The lines to be copied are those below that contain "LoginHookResponse".

────────────────

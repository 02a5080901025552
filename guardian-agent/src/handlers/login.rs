use crate::hook::{Decision, LoginEvent};
use crate::startup::AppState;
use agent_core::error::AppError;
use axum::{extract::State, http::StatusCode, Json};
use serde::Serialize;
use validator::Validate;

#[derive(Debug, Serialize)]
pub struct LoginHookResponse {
    pub decision: &'static str,
    pub force_logout: bool,
    #[serde(skip_serializing_if = "Option::is_none")]
    pub redirect: Option<String>,
}

/// Post-authentication hook for the host adapter.
///
/// A `block` response means the host must terminate the session and follow
/// the redirect without asking the user for confirmation.
#[tracing::instrument(skip(state, request), fields(username = %request.username))]
pub async fn login_hook(
    State(state): State<AppState>,
    Json(request): Json<LoginEvent>,
) -> Result<(StatusCode, Json<LoginHookResponse>), AppError> {
    request.validate()?;

    let decision = state.guard.on_authenticated(&request).await?;

    let response = match decision {
        Decision::Allow => LoginHookResponse {
            decision: "allow",
            force_logout: false,
            redirect: None,
        },
        Decision::Block { redirect } => LoginHookResponse {
            decision: "block",
            force_logout: true,
            redirect: Some(redirect),
        },
    };

    Ok((StatusCode::OK, Json(response)))
}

────────────────

### Your response:
pub struct LoginHookResponse {
) -> Result<(StatusCode, Json<LoginHookResponse>), AppError> {
        Decision::Allow => LoginHookResponse {
        Decision::Block { redirect } => LoginHookResponse {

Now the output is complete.